4x4 Vehicles and Off-Pavement Travel Safety

Car stuck in deep water and mud on an unpaved road
A driver made several bad decisions on this cold winter day. First, cars do not belong here. Second, he didn't turn around. Third, he lacked tools, food, water, and warm clothing. No one knew where he was. It took 3 days to find him down this remote road. He was covered in mud and hypothermic.

St. George Police/St. George News

Parashant is a scenic wonder but it also is one of the last truly remote places in the United States. A visit here means leaving the safety net of the modern world behind. The information that follows is not designed to scare potential visitors out of visiting the monument. The fact that you are reading this means you are the right track as you prepare for a safer visit to the monument. Rangers want to be sure motorists understand that travel into these remote places requires special equipment and planning to avoid a mishap. Please contact us at the number on the bottom of the page if you would like to discuss with a ranger your particular equipment, skill level, and trip plans.

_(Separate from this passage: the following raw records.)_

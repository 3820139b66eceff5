// Library root: the session synchronization engine behind the pointing poker
// driver. Re-exports all modules so integration tests and the binary can
// reach the public API.

pub mod anchor;
pub mod config;
pub mod db;
pub mod error;
pub mod ids;
pub mod intent;
pub mod model;
pub mod reconciler;
pub mod route;
pub mod row;
pub mod scale;
pub mod tally;
// Driver state and main event loop.

use pointing_core::db::SessionSubscription;
use pointing_core::error::PokerError;
use pointing_core::ids;
use pointing_core::intent::Intent;
use pointing_core::model::{Session, StoryPatch, UserStory};
use pointing_core::reconciler::{ClientSession, DepartReason, Reconciler, RemoteOutcome};
use pointing_core::route;
use pointing_core::scale::{self, VotingScale};
use tokio::sync::mpsc;
use tracing::{error, info, warn};

use crate::command::HELP;
use crate::protocol::{UiUpdate, UserCommand};

// ---------------------------------------------------------------------------
// State
// ---------------------------------------------------------------------------

pub struct AppState {
    reconciler: Reconciler,
    default_scale: VotingScale,
    client: Option<ClientSession>,
    subscription: Option<SessionSubscription>,
}

impl AppState {
    pub fn new(reconciler: Reconciler, default_scale: VotingScale) -> Self {
        AppState {
            reconciler,
            default_scale,
            client: None,
            subscription: None,
        }
    }

    pub fn client(&self) -> Option<&ClientSession> {
        self.client.as_ref()
    }

    fn attach(&mut self, client: ClientSession) {
        if let Some(mut old) = self.subscription.take() {
            old.unsubscribe();
        }
        self.subscription = Some(self.reconciler.subscribe(&client));
        self.client = Some(client);
    }

    fn detach(&mut self) -> Option<ClientSession> {
        if let Some(mut sub) = self.subscription.take() {
            sub.unsubscribe();
        }
        self.client.take()
    }

    fn snapshot(&self) -> Option<UiUpdate> {
        self.client
            .as_ref()
            .map(|c| UiUpdate::Snapshot(Box::new(c.clone())))
    }
}

/// Re-attach to the session from the local anchor, if any.
///
/// Returns `Ok(true)` when a session was restored. A stale anchor is cleared
/// and reported as `Ok(false)`.
pub async fn restore(state: &mut AppState) -> anyhow::Result<bool> {
    match state.reconciler.reattach().await {
        Ok(Some(client)) => {
            state.attach(client);
            Ok(true)
        }
        Ok(None) => Ok(false),
        Err(PokerError::StaleLocalIdentity) => {
            warn!("Stored session is gone, starting without one");
            Ok(false)
        }
        Err(e) => Err(e.into()),
    }
}

// ---------------------------------------------------------------------------
// Main event loop
// ---------------------------------------------------------------------------

/// Run the main event loop.
///
/// Listens with `tokio::select!` on user commands and, while in a session, on
/// the session's change feed. Everything shown to the user goes through
/// `ui_tx`.
pub async fn run(
    mut cmd_rx: mpsc::Receiver<UserCommand>,
    ui_tx: mpsc::Sender<UiUpdate>,
    mut state: AppState,
) -> anyhow::Result<()> {
    info!("Application event loop started");

    if let Some(update) = state.snapshot() {
        let _ = ui_tx.send(update).await;
    }

    loop {
        tokio::select! {
            cmd = cmd_rx.recv() => {
                match cmd {
                    Some(UserCommand::Quit) => {
                        info!("Quit command received, shutting down");
                        break;
                    }
                    Some(cmd) => handle_user_command(&mut state, cmd, &ui_tx).await,
                    None => {
                        info!("Command channel closed, shutting down");
                        break;
                    }
                }
            }

            remote = next_remote(&mut state.subscription), if state.subscription.is_some() => {
                handle_remote(&mut state, remote, &ui_tx).await;
            }
        }
    }

    // The session stays joined; the anchor lets the next start re-attach.
    if let Some(mut sub) = state.subscription.take() {
        sub.unsubscribe();
    }
    info!("Application event loop exiting");
    Ok(())
}

async fn next_remote(subscription: &mut Option<SessionSubscription>) -> Option<Session> {
    match subscription {
        Some(sub) => sub.next().await,
        None => std::future::pending().await,
    }
}

/// Fold a change from the feed into the local view.
async fn handle_remote(
    state: &mut AppState,
    remote: Option<Session>,
    ui_tx: &mpsc::Sender<UiUpdate>,
) {
    let Some(incoming) = remote else {
        warn!("Session change feed closed");
        state.subscription = None;
        let _ = ui_tx
            .send(UiUpdate::Error("lost the session change feed".into()))
            .await;
        return;
    };
    let Some(client) = state.client.as_mut() else {
        return;
    };

    match state.reconciler.apply_remote(client, incoming) {
        RemoteOutcome::Updated => {
            if let Some(update) = state.snapshot() {
                let _ = ui_tx.send(update).await;
            }
        }
        RemoteOutcome::Departed(reason) => {
            state.detach();
            let message = match reason {
                DepartReason::Removed => "You were removed from the session",
                DepartReason::SessionEnded => "The moderator ended the session",
            };
            let _ = ui_tx.send(UiUpdate::Notice(message.into())).await;
        }
    }
}

/// Handle a command from the input task.
async fn handle_user_command(
    state: &mut AppState,
    cmd: UserCommand,
    ui_tx: &mpsc::Sender<UiUpdate>,
) {
    let update = match cmd {
        UserCommand::Help => UiUpdate::Notice(HELP.into()),
        UserCommand::Create { name, scale } => create(state, &name, scale.as_deref()).await,
        UserCommand::Join { room_code, name } => join(state, &room_code, &name).await,
        UserCommand::Show => state
            .snapshot()
            .unwrap_or_else(|| UiUpdate::Notice("Not in a session".into())),
        UserCommand::Leave => leave(state).await,
        UserCommand::Quit => return,
        other => session_command(state, other).await,
    };
    let _ = ui_tx.send(update).await;
}

async fn create(state: &mut AppState, name: &str, scale_name: Option<&str>) -> UiUpdate {
    if let Some(client) = &state.client {
        return already_in(client);
    }
    let voting_scale = match scale_name {
        Some(n) => match scale::find(n) {
            Some(s) => s,
            None => return UiUpdate::Error(unknown_scale(n)),
        },
        None => state.default_scale.clone(),
    };
    match state.reconciler.create_session(name, voting_scale).await {
        Ok(client) => {
            let code = client.session.room_code.clone();
            state.attach(client);
            UiUpdate::Notice(format!(
                "Created room {code}. Share {} to invite others",
                route::share_path(&code)
            ))
        }
        Err(e) => report(e),
    }
}

async fn join(state: &mut AppState, room_code: &str, name: &str) -> UiUpdate {
    if let Some(client) = &state.client {
        return already_in(client);
    }
    let code = route::room_code_from_input(room_code);
    match state.reconciler.join(&code, name).await {
        Ok(client) => {
            state.attach(client);
            UiUpdate::Notice(format!("Joined room {code}"))
        }
        Err(e) => report(e),
    }
}

async fn leave(state: &mut AppState) -> UiUpdate {
    let Some(client) = state.detach() else {
        return UiUpdate::Notice("Not in a session".into());
    };
    let ending = client.is_moderator();
    match state.reconciler.leave(client).await {
        Ok(()) if ending => UiUpdate::Notice("Session ended".into()),
        Ok(()) => UiUpdate::Notice("Left the session".into()),
        Err(e) => UiUpdate::Error(format!("left locally, but the session was not updated: {e}")),
    }
}

/// Commands that act inside the current session.
async fn session_command(state: &mut AppState, cmd: UserCommand) -> UiUpdate {
    let Some(client) = state.client.as_mut() else {
        return UiUpdate::Error("Not in a session; use `create` or `join` first".into());
    };
    let intent = match intent_for(&client.session, cmd) {
        Ok(intent) => intent,
        Err(message) => return UiUpdate::Error(message),
    };
    match state.reconciler.submit(client, &intent).await {
        // The change feed echoes the saved session back.
        Ok(true) => UiUpdate::Notice("ok".into()),
        Ok(false) => UiUpdate::Notice("Nothing changed".into()),
        Err(e) => report(e),
    }
}

fn intent_for(session: &Session, cmd: UserCommand) -> Result<Intent, String> {
    let intent = match cmd {
        UserCommand::Vote { value } => Intent::CastVote { value },
        UserCommand::Reveal => Intent::ToggleVotesVisible,
        UserCommand::Reset => Intent::ResetVotes,
        UserCommand::Scale { name } => Intent::ChangeVotingScale {
            scale: scale::find(&name).ok_or_else(|| unknown_scale(&name))?,
        },
        UserCommand::Next => Intent::NextStory,
        UserCommand::Complete => Intent::CompleteCurrentStory,
        UserCommand::EditStory { title, description } => {
            let story = session
                .current_story()
                .ok_or_else(|| "There is no current story".to_string())?;
            Intent::UpdateStory {
                story_id: story.id.clone(),
                patch: StoryPatch {
                    title: Some(title),
                    description,
                    ..StoryPatch::default()
                },
            }
        }
        UserCommand::AddStory { title, description } => Intent::AddStory {
            story: UserStory::new(
                ids::generate_story_id(),
                title,
                description.unwrap_or_default(),
            ),
        },
        UserCommand::ToggleObserver { who } => Intent::ToggleObserver {
            participant_id: resolve_participant(session, &who)?,
        },
        UserCommand::Remove { who } => Intent::RemoveParticipant {
            participant_id: resolve_participant(session, &who)?,
        },
        other => return Err(format!("{other:?} is not a session command")),
    };
    Ok(intent)
}

/// Find a participant by exact id or case-insensitive name.
fn resolve_participant(session: &Session, who: &str) -> Result<String, String> {
    session
        .participants
        .iter()
        .find(|p| p.id == who)
        .or_else(|| session.participants.iter().find(|p| p.has_name(who)))
        .map(|p| p.id.clone())
        .ok_or_else(|| format!("No participant named `{who}`"))
}

/// Input mistakes go back to the user as-is; anything else is logged too.
fn report(err: PokerError) -> UiUpdate {
    if !err.is_user_correctable() {
        error!("Command failed: {err}");
    }
    UiUpdate::Error(err.to_string())
}

fn already_in(client: &ClientSession) -> UiUpdate {
    UiUpdate::Error(format!(
        "Already in room {}; `leave` first",
        client.session.room_code
    ))
}

fn unknown_scale(name: &str) -> String {
    let known: Vec<&str> = scale::PRESETS.iter().map(|p| p.name).collect();
    format!("Unknown scale `{name}`, expected one of: {}", known.join(", "))
}

// ---------------------------------------------------------------------------
// Tests
// ---------------------------------------------------------------------------
// Join-by-link paths: `/room/<CODE>`.

use crate::ids::{is_room_code, normalize_room_code};

const ROOM_PREFIX: &str = "/room/";

/// A join link parsed from a path: the room code to prefill and the path the
/// location should be rewritten to so a reload does not re-trigger the join.
#[derive(Debug, Clone, PartialEq, Eq)]
pub struct JoinLink {
    pub room_code: String,
    pub rewritten_path: &'static str,
}

/// Parse `/room/ABC123` into a join link. Only exact six-character
/// uppercase alphanumeric codes match; anything else is not a join link.
pub fn parse_join_path(path: &str) -> Option<JoinLink> {
    let code = path.strip_prefix(ROOM_PREFIX)?;
    if !is_room_code(code) {
        return None;
    }
    Some(JoinLink {
        room_code: code.to_string(),
        rewritten_path: "/",
    })
}

/// The shareable path for a room.
pub fn share_path(room_code: &str) -> String {
    format!("{ROOM_PREFIX}{}", normalize_room_code(room_code))
}

/// Accept either a bare room code or a join path. Used by the driver's
/// `join` command.
pub fn room_code_from_input(input: &str) -> String {
    let input = input.trim();
    match parse_join_path(input) {
        Some(link) => link.room_code,
        None => normalize_room_code(input),
    }
}
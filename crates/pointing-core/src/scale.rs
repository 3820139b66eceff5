// Voting scales: the selectable card values for a session.

use serde::{Deserialize, Serialize};

/// The reserved "unsure / skip" card present on every predefined scale.
pub const UNSURE: &str = "?";

/// The set of values a participant may vote with.
#[derive(Debug, Clone, PartialEq, Eq, Serialize, Deserialize)]
pub struct VotingScale {
    pub name: String,
    pub values: Vec<String>,
}

impl VotingScale {
    pub fn new(name: impl Into<String>, values: &[&str]) -> Self {
        VotingScale {
            name: name.into(),
            values: values.iter().map(|v| v.to_string()).collect(),
        }
    }

    /// Returns `true` if `value` is one of this scale's cards.
    pub fn contains(&self, value: &str) -> bool {
        self.values.iter().any(|v| v == value)
    }
}

// ---------------------------------------------------------------------------
// Predefined scales
// ---------------------------------------------------------------------------

/// A compile-time scale definition.
pub struct ScalePreset {
    pub name: &'static str,
    pub values: &'static [&'static str],
}

impl ScalePreset {
    pub fn to_scale(&self) -> VotingScale {
        VotingScale::new(self.name, self.values)
    }
}

pub const FIBONACCI: ScalePreset = ScalePreset {
    name: "Fibonacci",
    values: &["1", "2", "3", "5", "8", "13", "21", UNSURE],
};

pub const MODIFIED_FIBONACCI: ScalePreset = ScalePreset {
    name: "Modified Fibonacci",
    values: &["0", "1", "2", "3", "5", "8", "13", "20", "40", "100", UNSURE],
};

pub const T_SHIRT_SIZES: ScalePreset = ScalePreset {
    name: "T-Shirt Sizes",
    values: &["XS", "S", "M", "L", "XL", "XXL", UNSURE],
};

pub const POWERS_OF_TWO: ScalePreset = ScalePreset {
    name: "Powers of 2",
    values: &["1", "2", "4", "8", "16", "32", UNSURE],
};

/// All predefined scales, in the order they are offered to a moderator.
pub const PRESETS: [&ScalePreset; 4] = [
    &FIBONACCI,
    &MODIFIED_FIBONACCI,
    &T_SHIRT_SIZES,
    &POWERS_OF_TWO,
];

/// Materialize every predefined scale.
pub fn predefined() -> Vec<VotingScale> {
    PRESETS.iter().map(|p| p.to_scale()).collect()
}

/// Look up a predefined scale by name, ignoring ASCII case.
pub fn find(name: &str) -> Option<VotingScale> {
    let name = name.trim();
    PRESETS
        .iter()
        .find(|p| p.name.eq_ignore_ascii_case(name))
        .map(|p| p.to_scale())
}

impl Default for VotingScale {
    fn default() -> Self {
        FIBONACCI.to_scale()
    }
}
use serde::{Deserialize, Serialize};

/// Fixed author shown for every comment hit. Real author names stay inside
/// the service.
pub const COMMENT_AUTHOR_PLACEHOLDER: &str = "Ein Nutzer";

/// An image post as stored in the `image_posts` index. Served to clients
/// unchanged.
#[derive(Debug, Clone, PartialEq, Serialize, Deserialize)]
pub struct PostHit {
    pub id: i64,
    pub author: String,
    pub thumb_url: String,
    /// Content rating as stored upstream: "1" sfw, "2" nsfw, "4" nsfl,
    /// "8" nsfp. Kept as a string so unknown future flags pass through.
    pub sfw_flag: String,
    pub promoted: i64,
    pub created_at: i64,
    pub up: i64,
    pub down: i64,
}

/// A comment as stored in the `comments` index. Only ever deserialized;
/// clients get the redacted [`CommentHit`] instead.
#[derive(Debug, Clone, PartialEq, Deserialize)]
pub struct CommentDocument {
    pub id: i64,
    pub post_id: i64,
    pub author: String,
    pub created_at: i64,
    pub up: i64,
    pub down: i64,
}

/// A comment hit as served to clients. Carries no comment content, and the
/// author is always [`COMMENT_AUTHOR_PLACEHOLDER`].
#[derive(Debug, Clone, PartialEq, Serialize)]
pub struct CommentHit {
    pub id: i64,
    pub post_id: i64,
    pub author: String,
    pub created_at: i64,
    pub up: i64,
    pub down: i64,
}

impl From<CommentDocument> for CommentHit {
    fn from(doc: CommentDocument) -> Self {
        Self {
            id: doc.id,
            post_id: doc.post_id,
            author: COMMENT_AUTHOR_PLACEHOLDER.to_string(),
            created_at: doc.created_at,
            up: doc.up,
            down: doc.down,
        }
    }
}

/// One hit page exactly as the search backend returned it, before shaping.
#[derive(Debug, Clone)]
pub struct ProviderPage<T> {
    pub hits: Vec<T>,
    pub limit: u32,
    pub total: u64,
    pub offset: i64,
    pub query_time_ms: u64,
}

impl<T> ProviderPage<T> {
    /// Transform every hit while keeping the paging fields, e.g. for
    /// redaction at the trust boundary.
    pub fn map<U>(self, f: impl FnMut(T) -> U) -> ProviderPage<U> {
        ProviderPage {
            hits: self.hits.into_iter().map(f).collect(),
            limit: self.limit,
            total: self.total,
            offset: self.offset,
            query_time_ms: self.query_time_ms,
        }
    }
}

/// One page of search results as served to clients and stored in the result
/// cache. Hit order is the backend's relevance order and is never changed.
#[derive(Debug, Clone, PartialEq, Serialize)]
pub struct SearchPage<T> {
    pub success: bool,
    pub term: String,
    pub hits: Vec<T>,
    pub limit: u32,
    pub total: u64,
    pub offset: i64,
    #[serde(rename = "qt")]
    pub query_time_ms: u64,
}

impl<T> SearchPage<T> {
    /// Shape a backend page into the stable response contract.
    pub fn from_provider(term: impl Into<String>, page: ProviderPage<T>) -> Self {
        Self {
            success: true,
            term: term.into(),
            hits: page.hits,
            limit: page.limit,
            total: page.total,
            offset: page.offset,
            query_time_ms: page.query_time_ms,
        }
    }
}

You are responsible for your own safety and you must be able to self-rescue. Appropriate equipment in good working order and adequate supplies are critical. Roads are narrow and winding. Travelers need to be prepared for their trip and understand the guidance below. All roads are unpaved and of varying difficulty. While not prohibited, cars, minivans, crossover SUVs, and RVs are not the right vehicles for travel in this monument.

Reports for missing persons in Parashant are handled by Lake Mead National Recreation Area's 24-hour dispatch at (702) 293-8998.

A high clearance 4x4 with tires designed for off-pavement use is the most important safety item you need. Most rescues involve vehicles with multiple flats where rocks ripped up tires only rated for street use. Other reasons include vehicles getting stuck in mud or high-centered on uneven road beds, or vehicles suffering some kind of mechanical breakdown.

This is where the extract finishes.